En el recorrido a casa de la doctora, el silencio se apoderó  la pareja, hasta que, a medio camino, Horatius rompió el silencio.

-        Como estás, Margó….

-        Pues ya lo sabes, acordándome de ti cada vez que me muevo, la joven forzó una sonrisa. Me reventaste el culo a base de bien….Y luego…. Tuvimos que estar allí tiradas tres horas, inmóviles, antes de que Mano Dura nos dijera que ya podíamos levantarnos…. y me estaba orinando….
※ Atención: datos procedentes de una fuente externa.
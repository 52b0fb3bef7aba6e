//! Typed client over a [`Transport`].
//!
//! [`ClusterClient`] validates each request, dispatches it, and maps the
//! envelope onto the operation's typed response. It applies the failure
//! policy of the operation's [`Category`] and never retries: a retry of a
//! partially applied remote script is not safe to automate.

use std::time::Duration;

use serde::Deserialize;
use serde::de::DeserializeOwned;
use serde_json::Value;
use tracing::{debug, info, warn};

use crate::error::{ClusterError, TransportError};
use crate::operation::{Category, Operation, Request, Validate};
use crate::result::CommandResult;
use crate::transport::Transport;

mod cluster;
mod inventory;
mod node;
mod workload;

/// Client for the remote execution backend.
#[derive(Clone, Debug)]
pub struct ClusterClient<T> {
    transport: T,
    operation_timeout: Option<Duration>,
}

impl<T: Transport> ClusterClient<T> {
    /// Wraps `transport` with no caller-side timeout.
    #[must_use]
    pub const fn new(transport: T) -> Self {
        Self {
            transport,
            operation_timeout: None,
        }
    }

    /// Bounds how long any single operation may take. When it elapses the
    /// call fails with [`ClusterError::Timeout`] and the outcome is unknown.
    #[must_use]
    pub const fn with_operation_timeout(mut self, timeout: Duration) -> Self {
        self.operation_timeout = Some(timeout);
        self
    }

    /// Underlying transport.
    #[must_use]
    pub const fn transport(&self) -> &T {
        &self.transport
    }

    /// Runs a typed operation and decodes its response.
    ///
    /// # Errors
    ///
    /// Returns [`ClusterError::Validation`] before dispatch when the payload
    /// is incomplete, [`ClusterError::Transport`] when the backend cannot be
    /// reached or answers with a failed envelope, [`ClusterError::Timeout`]
    /// when the operation timeout elapses, and [`ClusterError::Domain`] or
    /// [`ClusterError::PartialSuccess`] when a command reports failure.
    pub async fn call<O: Operation>(&self, operation: O) -> Result<O::Response, ClusterError> {
        let request: Request = operation.into();
        let data = self.dispatch(&request).await?;
        decode(O::NAME, data)
    }

    /// Runs an enumeration, degrading to an empty collection on failure.
    ///
    /// Only validation errors propagate; the request never left the client
    /// in that case, so an empty list would hide a caller bug.
    ///
    /// # Errors
    ///
    /// Returns [`ClusterError::Validation`] when the payload is incomplete.
    pub async fn list<O>(&self, operation: O) -> Result<O::Response, ClusterError>
    where
        O: Operation,
        O::Response: Default,
    {
        debug_assert_eq!(O::CATEGORY, Category::Listing);
        match self.call(operation).await {
            Ok(items) => Ok(items),
            Err(err @ ClusterError::Validation(_)) => Err(err),
            Err(err) => {
                warn!(operation = O::NAME, error = %err, "listing degraded to empty");
                Ok(O::Response::default())
            }
        }
    }

    /// Runs an already-built request and returns the raw `data` payload.
    ///
    /// Command results are still checked, so a failed remote command is a
    /// domain error here too.
    ///
    /// # Errors
    ///
    /// Same as [`ClusterClient::call`].
    pub async fn send_raw(&self, request: &Request) -> Result<Value, ClusterError> {
        self.dispatch(request).await
    }

    async fn dispatch(&self, request: &Request) -> Result<Value, ClusterError> {
        request.validate()?;
        let operation = request.name();
        debug!(operation, "dispatching request");

        let sent = self.transport.send(request);
        let outcome = match self.operation_timeout {
            Some(after) => tokio::time::timeout(after, sent).await.map_err(|_| {
                warn!(operation, timeout_secs = after.as_secs(), "operation timed out");
                ClusterError::Timeout {
                    operation,
                    after,
                    server_id: None,
                }
            })?,
            None => sent.await,
        };
        let data = outcome
            .and_then(crate::transport::Envelope::into_data)
            .map_err(|source| {
                warn!(operation, error = %source, "transport failure");
                ClusterError::Transport { operation, source }
            })?;

        match request.category() {
            Category::Command => {
                let result =
                    CommandResult::deserialize(&data).map_err(|err| malformed(operation, &err))?;
                if !result.success {
                    return Err(failed(operation, result));
                }
                info!(operation, summary = %result.summary(), "remote command succeeded");
            }
            Category::Lookup | Category::Mutation if reports_failure(&data) => {
                let result =
                    CommandResult::deserialize(&data).map_err(|err| malformed(operation, &err))?;
                return Err(failed(operation, result));
            }
            Category::Lookup | Category::Mutation | Category::Listing => {}
        }
        Ok(data)
    }
}

/// Whether a non-command payload is a failed [`CommandResult`] in place of
/// the typed record.
fn reports_failure(data: &Value) -> bool {
    data.get("success").and_then(Value::as_bool) == Some(false)
}

fn failed(operation: &'static str, result: CommandResult) -> ClusterError {
    let err = ClusterError::from_failed_result(operation, result);
    warn!(operation, error = %err, "remote command failed");
    err
}

fn decode<R: DeserializeOwned>(operation: &'static str, data: Value) -> Result<R, ClusterError> {
    serde_json::from_value(data).map_err(|err| malformed(operation, &err))
}

fn malformed(operation: &'static str, err: &serde_json::Error) -> ClusterError {
    ClusterError::Transport {
        operation,
        source: TransportError::Malformed(err.to_string()),
    }
}
//! Requests and payloads for nodes that already belong to a cluster.

use chrono::{DateTime, Utc};
use serde::{Deserialize, Serialize};

use super::Validate;
use crate::error::ValidationError;
use crate::hops::HopChain;

/// Addresses one node for status and power operations.
#[derive(Clone, Debug, Deserialize, Eq, PartialEq, Serialize)]
#[serde(rename_all = "camelCase")]
pub struct NodeTarget {
    /// Registry id of the node.
    pub server_id: String,
    /// Owning infra, when the backend needs it to scope the call.
    #[serde(default, skip_serializing_if = "Option::is_none")]
    pub infra_id: Option<String>,
    /// Route to the node.
    pub hops: HopChain,
}

impl NodeTarget {
    /// Targets `server_id` through `hops`.
    #[must_use]
    pub fn new(server_id: impl Into<String>, hops: HopChain) -> Self {
        Self {
            server_id: server_id.into(),
            infra_id: None,
            hops,
        }
    }

    /// Scopes the call to an infra.
    #[must_use]
    pub fn in_infra(mut self, infra_id: impl Into<String>) -> Self {
        self.infra_id = Some(infra_id.into());
        self
    }
}

impl Validate for NodeTarget {
    fn validate(&self) -> Result<(), ValidationError> {
        ValidationError::require(&self.server_id, "serverId")?;
        self.hops.require("hops")
    }
}

macro_rules! node_request {
    ($( $(#[$doc:meta])* $name:ident; )+) => {
        $(
            $(#[$doc])*
            #[derive(Clone, Debug, Deserialize, Eq, PartialEq, Serialize)]
            #[serde(transparent)]
            pub struct $name(pub NodeTarget);

            impl Validate for $name {
                fn validate(&self) -> Result<(), ValidationError> {
                    self.0.validate()
                }
            }

            impl From<NodeTarget> for $name {
                fn from(value: NodeTarget) -> Self {
                    Self(value)
                }
            }
        )+
    };
}

node_request! {
    /// Reads one node's status. Never mutates the cluster.
    GetNodeStatus;
    /// Enumerates live cluster members as seen from the addressed master.
    CalculateNodes;
    /// Reads aggregate cluster capacity and utilisation.
    CalculateResources;
    /// Renews control-plane certificates on the addressed master.
    RenewCertificate;
    /// Powers the machine on.
    StartServer;
    /// Powers the machine off.
    StopServer;
    /// Power-cycles the machine as one remote operation.
    RestartServer;
}

/// Health reported for a node.
#[derive(Clone, Copy, Debug, Default, Deserialize, Eq, Hash, PartialEq, Serialize)]
#[serde(rename_all = "snake_case")]
pub enum NodeHealth {
    /// Kubernetes reports the node Ready.
    #[serde(alias = "Ready", alias = "healthy", alias = "active")]
    Ready,
    /// Kubernetes reports the node NotReady.
    #[serde(alias = "NotReady", alias = "notready", alias = "unhealthy")]
    NotReady,
    /// The node could not be reached over its hop chain.
    #[serde(alias = "offline")]
    Unreachable,
    /// Anything else.
    #[default]
    #[serde(other)]
    Unknown,
}

impl NodeHealth {
    /// Whether the node can serve as a healthy cluster member.
    #[must_use]
    pub const fn is_healthy(self) -> bool {
        matches!(self, Self::Ready)
    }
}

/// Result of `getNodeStatus`.
#[derive(Clone, Debug, Deserialize, Eq, PartialEq, Serialize)]
#[serde(rename_all = "camelCase")]
pub struct NodeStatus {
    /// Reported health.
    pub status: NodeHealth,
    /// When the backend performed the check.
    pub last_checked: DateTime<Utc>,
    /// Additional detail from the backend.
    #[serde(default, skip_serializing_if = "Option::is_none")]
    pub message: Option<String>,
}

/// One live cluster member as reported by `calculateNodes`.
#[derive(Clone, Debug, Deserialize, Eq, PartialEq, Serialize)]
#[serde(rename_all = "camelCase")]
pub struct ClusterNode {
    /// Kubernetes node name.
    pub name: String,
    /// Node condition.
    pub status: NodeHealth,
    /// Node roles, for example `control-plane`.
    #[serde(default)]
    pub roles: Vec<String>,
    /// Age as printed by the cluster, for example `3d4h`.
    #[serde(default)]
    pub age: String,
    /// Kubelet version.
    #[serde(default)]
    pub version: String,
    /// Internal address of the node.
    #[serde(default, skip_serializing_if = "Option::is_none")]
    pub internal_ip: Option<String>,
}

impl ClusterNode {
    /// Whether the node carries a control-plane role.
    #[must_use]
    pub fn is_control_plane(&self) -> bool {
        self.roles
            .iter()
            .any(|role| matches!(role.as_str(), "control-plane" | "master"))
    }
}

/// Capacity and usage of one resource.
#[derive(Clone, Copy, Debug, Default, Deserialize, Eq, PartialEq, Serialize)]
pub struct ResourceUsage {
    /// Allocatable amount.
    pub capacity: u64,
    /// Amount in use.
    pub used: u64,
}

impl ResourceUsage {
    /// Usage as a whole percentage of capacity, `None` without capacity.
    #[must_use]
    pub const fn utilisation_percent(self) -> Option<u64> {
        self.used.saturating_mul(100).checked_div(self.capacity)
    }

    /// Capacity left over.
    #[must_use]
    pub const fn available(self) -> u64 {
        self.capacity.saturating_sub(self.used)
    }
}

/// Result of `calculateResources`.
#[derive(Clone, Copy, Debug, Default, Deserialize, Eq, PartialEq, Serialize)]
#[serde(rename_all = "camelCase")]
pub struct ClusterResources {
    /// Number of nodes counted.
    pub nodes: u32,
    /// CPU in millicores.
    pub cpu: ResourceUsage,
    /// Memory in bytes.
    pub memory: ResourceUsage,
    /// Pod slots.
    pub pods: ResourceUsage,
}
-        Vaya…. Disculpa… ehhh…. Si lo hubiera sabido…

-        Nah… déjalo, lo teníamos merecido, mi padre hubiera hecho lo mismo, actuamos sin pensar.

-        Bueno… al menos me alegra que hayas aprendido la lección. No te haces a la idea de lo vacía que sería mi vida si algo te pasara, Margo… la voz de Horatius se tiñó de emoción tan solo de pensar en esa posibilidad.

-        Sí… no te preocupes… aprendí la lección, no me volverá a pasar.

Margo sonreía mientras mostraba al Sheriff la cajita de cartuchos de escopeta del 12 que acababa de  sacar del bolso.

Al llegar a la puerta la pareja se despidió.

-        Margo, llámame un día, para tomar un té, que últimamente parece que sólo nos peleamos, y temo que eso nos acabe separando.

-        Es que los dos trabajamos mucho… no te preocupes, estamos bien.

-        Entonces… ¿Me llamas mañana? Te prometo que no llevaré la correa.

Margó cogió las bolsas que delicadamente el coronel había apoyado en el banco del porche, y aunque dudó, decidió, finalmente por la respuesta más juguetona.

-        No sé yo, llévala… por si acaso.